--- START ---
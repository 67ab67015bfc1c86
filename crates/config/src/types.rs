//! Binding-override configuration types.
//!
//! Responsibilities:
//! - Define the serializable shape of user binding overrides.
//!
//! Does NOT handle:
//! - Gesture parsing or validation (see `overrides` module).
//!
//! Invariants:
//! - `BindingOverrides` uses `BTreeMap` for deterministic serialization.
//! - Keys are command tokens ("Copy", "EditorCommands.PasteSpecial"),
//!   values are gesture strings ("Ctrl+Shift+V"); both stay as strings
//!   until compiled against a registry.

use std::collections::BTreeMap;

use serde::{Deserialize, Serialize};

/// User-defined gesture overrides, keyed by command token.
///
/// Only commands explicitly listed here gain an override binding; all
/// other commands keep their library default gestures.
#[derive(Debug, Clone, Default, Serialize, Deserialize)]
pub struct BindingOverrides {
    /// Map of command token -> gesture string.
    #[serde(default)]
    pub overrides: BTreeMap<String, String>,
}

impl BindingOverrides {
    /// Returns true if there are no overrides configured.
    pub fn is_empty(&self) -> bool {
        self.overrides.is_empty()
    }

    /// Get the gesture string for a command token, if any.
    pub fn get(&self, command: &str) -> Option<&str> {
        self.overrides.get(command).map(String::as_str)
    }
}

#[cfg(test)]
mod tests {
    use super::*;

    #[test]
    fn empty_and_get() {
        let empty = BindingOverrides::default();
        assert!(empty.is_empty());
        assert_eq!(empty.get("Copy"), None);

        let mut overrides = BindingOverrides::default();
        overrides
            .overrides
            .insert("Copy".to_string(), "Ctrl+Shift+C".to_string());
        assert!(!overrides.is_empty());
        assert_eq!(overrides.get("Copy"), Some("Ctrl+Shift+C"));
    }

    #[test]
    fn serde_round_trip() {
        let mut overrides = BindingOverrides::default();
        overrides
            .overrides
            .insert("Find".to_string(), "F7".to_string());
        overrides
            .overrides
            .insert("Refresh".to_string(), "Ctrl+R".to_string());

        let json = serde_json::to_string(&overrides).unwrap();
        let parsed: BindingOverrides = serde_json::from_str(&json).unwrap();
        assert_eq!(parsed.overrides, overrides.overrides);
    }

    #[test]
    fn missing_field_deserializes_to_empty() {
        let parsed: BindingOverrides = serde_json::from_str("{}").unwrap();
        assert!(parsed.is_empty());
    }
}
--- END ---
WHAT THIS TASK INVOLVES:
Work out how many lines of the data above contain the string "Copy" and give the number alone.

EXERCISE RESPONSE:
4